ADDIS ABABA, April 28, 2021—While external demand remains weak a year into the COVID-19 (coronavirus) pandemic, Ethiopia seems to have been spared from the worst outcomes and is showing some signs of recovery, according to the latest World Bank economic analysis for the country.
The eighth Ethiopia Economic Update, Ensuring Resilient Recovery from COVID-19, finds that despite the 4.1% decline in merchandise exports, excluding gold, during the first half of the current fiscal year, most items (except garments) started to recover during October-December, 2020. Services exports started to recover as well, and remittances rebounded strongly during the first half of the fiscal year, the report says, while foreign direct investment inflows continue to decelerate due to uncertainty.
“These early signs are a good indication that the Ethiopian economy is starting to recover from the COVID-19 crisis,” said Miguel Eduardo Sánchez Martín, World Bank senior country economist and lead author of the report. “However, as shown by the experience of other countries, there is little room for complacency, as infections have surged in February and March, and reported daily cases are surpassing the levels observed at its highest in August last year.
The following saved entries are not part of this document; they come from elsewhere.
use crate::protocol::mcp::ToolDefinition;
use serde_json::json;

pub fn get_tools() -> Vec<ToolDefinition> {
    vec![
        // 1-2. Project lifecycle - one of these must come first.
        ToolDefinition {
            name: "create_slidev".to_string(),
            description: "Create a new Slidev project (or load it if one already exists at the path)"
                .to_string(),
            input_schema: json!({
                "type": "object",
                "properties": {
                    "path": { "type": "string", "description": "Project directory to create" },
                    "title": { "type": "string", "description": "Presentation title" },
                    "author": { "type": "string", "description": "Presentation author" }
                },
                "required": ["path", "title", "author"]
            }),
        },
        ToolDefinition {
            name: "load_slidev".to_string(),
            description: "Load an existing Slidev project from a directory".to_string(),
            input_schema: json!({
                "type": "object",
                "properties": {
                    "path": { "type": "string", "description": "Project directory containing slides.md" }
                },
                "required": ["path"]
            }),
        },
        // 3-7. Slide editing - the core workflow.
        ToolDefinition {
            name: "make_cover".to_string(),
            description: "Create or replace the cover page (slide 0)".to_string(),
            input_schema: json!({
                "type": "object",
                "properties": {
                    "title": { "type": "string", "description": "Cover title" },
                    "subtitle": { "type": "string", "description": "Cover subtitle" },
                    "author": { "type": "string", "description": "Author name" },
                    "background": { "type": "string", "description": "Background image URL" },
                    "template": {
                        "type": "string",
                        "description": "Optional body template; may reference {title}, {subtitle}, {author}, {date}"
                    }
                },
                "required": ["title"]
            }),
        },
        ToolDefinition {
            name: "add_page".to_string(),
            description: "Append a new slide, returning its index".to_string(),
            input_schema: json!({
                "type": "object",
                "properties": {
                    "content": { "type": "string", "description": "Markdown body of the slide" },
                    "layout": { "type": "string", "description": "Slidev layout name (default: \"default\")" }
                },
                "required": ["content"]
            }),
        },
        ToolDefinition {
            name: "set_page".to_string(),
            description: "Replace the slide at an index".to_string(),
            input_schema: json!({
                "type": "object",
                "properties": {
                    "index": { "type": "number", "description": "Slide index (0-based)" },
                    "content": { "type": "string", "description": "Markdown body of the slide" },
                    "layout": { "type": "string", "description": "Slidev layout name (default: \"default\")" }
                },
                "required": ["index", "content"]
            }),
        },
        ToolDefinition {
            name: "get_page".to_string(),
            description: "Get the raw text of the slide at an index".to_string(),
            input_schema: json!({
                "type": "object",
                "properties": {
                    "index": { "type": "number", "description": "Slide index (0-based)" }
                },
                "required": ["index"]
            }),
        },
        ToolDefinition {
            name: "get_all_slides".to_string(),
            description: "List every slide in the active project with its index".to_string(),
            input_schema: json!({
                "type": "object",
                "properties": {}
            }),
        },
        // 8-10. Whole-deck operations.
        ToolDefinition {
            name: "create_bulk_slides".to_string(),
            description: "Generate a complete deck for a topic, replacing the current slides"
                .to_string(),
            input_schema: json!({
                "type": "object",
                "properties": {
                    "topic": { "type": "string", "description": "Topic the deck is about" },
                    "slide_count": { "type": "number", "description": "Total slides including cover (default: 10)" },
                    "style": {
                        "type": "string",
                        "enum": ["minimal", "detailed", "visual", "academic"],
                        "description": "Presentation style (default: \"detailed\")"
                    },
                    "include_animations": { "type": "boolean", "description": "Wrap bullet lists in v-clicks (default: true)" },
                    "include_code": { "type": "boolean", "description": "Add code example slides (default: false)" },
                    "include_images": { "type": "boolean", "description": "Add image layouts in visual style (default: true)" }
                },
                "required": ["topic"]
            }),
        },
        ToolDefinition {
            name: "apply_theme".to_string(),
            description: "Apply a visual theme: writes theme.css and sets the cover's theme key"
                .to_string(),
            input_schema: json!({
                "type": "object",
                "properties": {
                    "theme_name": {
                        "type": "string",
                        "enum": ["corporate", "creative", "minimal", "dark", "custom"],
                        "description": "Built-in preset, or \"custom\" with custom_theme"
                    },
                    "custom_theme": {
                        "type": "object",
                        "description": "Custom theme settings (name, primary_color, secondary_color, background_color, font_family, font_size, custom_css)"
                    }
                },
                "required": ["theme_name"]
            }),
        },
        ToolDefinition {
            name: "review_slides".to_string(),
            description: "Analyze the deck and suggest improvements".to_string(),
            input_schema: json!({
                "type": "object",
                "properties": {}
            }),
        },
        // 11-14. External toolchain.
        ToolDefinition {
            name: "check_environment".to_string(),
            description: "Check that Node.js and the slidev CLI are installed".to_string(),
            input_schema: json!({
                "type": "object",
                "properties": {}
            }),
        },
        ToolDefinition {
            name: "install_slidev".to_string(),
            description: "Install the slidev CLI globally via npm".to_string(),
            input_schema: json!({
                "type": "object",
                "properties": {}
            }),
        },
        ToolDefinition {
            name: "start_slidev".to_string(),
            description: "Get the shell command that starts the interactive preview server"
                .to_string(),
            input_schema: json!({
                "type": "object",
                "properties": {}
            }),
        },
        ToolDefinition {
            name: "export_slidev".to_string(),
            description: "Export the presentation via the slidev CLI".to_string(),
            input_schema: json!({
                "type": "object",
                "properties": {
                    "format": { "type": "string", "description": "Export format (default: \"pdf\")" }
                }
            }),
        },
        // 15-16. Content sourcing.
        ToolDefinition {
            name: "websearch".to_string(),
            description: "Fetch a web page as markdown text for use as slide material".to_string(),
            input_schema: json!({
                "type": "object",
                "properties": {
                    "url": { "type": "string", "description": "URL to fetch" }
                },
                "required": ["url"]
            }),
        },
        ToolDefinition {
            name: "get_slidev_usage".to_string(),
            description: "Get the embedded guide to Slidev layouts, components and transitions"
                .to_string(),
            input_schema: json!({
                "type": "object",
                "properties": {}
            }),
        },
    ]
}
In addition, recovery may be uneven, and there are likely to be some lasting impacts on households and individuals.”
High-frequency phone surveys conducted by the World Bank in collaboration with the Jobs Commission and the Central Statistical Agency find that most companies that had to temporarily close their business at the onset of the pandemic have reopened. However, median monthly sales revenue in October remained at just a third of the pre-COVID-19 level, the report notes.
Employment rates rebounded in the second half of 2020, reaching pre-COVID-19 levels in rural areas, but remaining slightly lower than before the pandemic in urban areas. The share of households facing reductions in their income has been reduced from more than half at the onset of the pandemic, to about a quarter by October 2020. While surveys suggest the food security situation is not significantly worse than prior to the pandemic, at least in terms of food availability, the report notes that depressed incomes due to the crisis and rising inflation are likely to make it difficult for some households to be able to afford food.
The policy response to ensure Ethiopia’s resilient recovery from COVID-19
Response measures introduced by the government, including tax deferrals and waivers, liquidity provision to commercial banks, measures to ease access to credit and loan refinancing, logistics facilitation and food distribution measures, have contributed to cushioning some of the impacts from the crisis. However, the report notes that a 5% decrease in payment collection by commercial banks during the first half of the fiscal year suggests some firms and households continue to struggle to repay their loans and more needs to be done, including:
- Containment. To minimize human and economic damage and flatten the current second wave of infections, it will be key to remain vigilant, observing containment and surveillance measures. The report warns that it will also be crucial to ensure a swift deployment of the vaccine by addressing any gaps identified in the readiness assessment.
- Mitigation. There is a need to continue updating safety net benefits to address the loss in purchasing power caused by inflation and to expand coverage and facilitate registration for new beneficiaries. Safety nets are a lifeline against current and future shocks. It will also be important to continue strengthening the successful measures adopted so far to prevent food supply disruptions.
- Firm support. Going forward, there should be more focus on the provision of credit to small and medium enterprises and the self-employed, much of whom are women, who are bearing the brunt of the pandemic.
- Adapting to the new normal and building back better. In a world in which virtual interaction is increasingly a need, it will be important to implement the new Proclamation on e-Transactions and to strengthen the regulatory framework to facilitate digital financial services. Second, to make the most of the reconfiguration of global value chains, the report recommends authorities revisit existing investment incentives, while preparing as well towards World Trade Organization accession.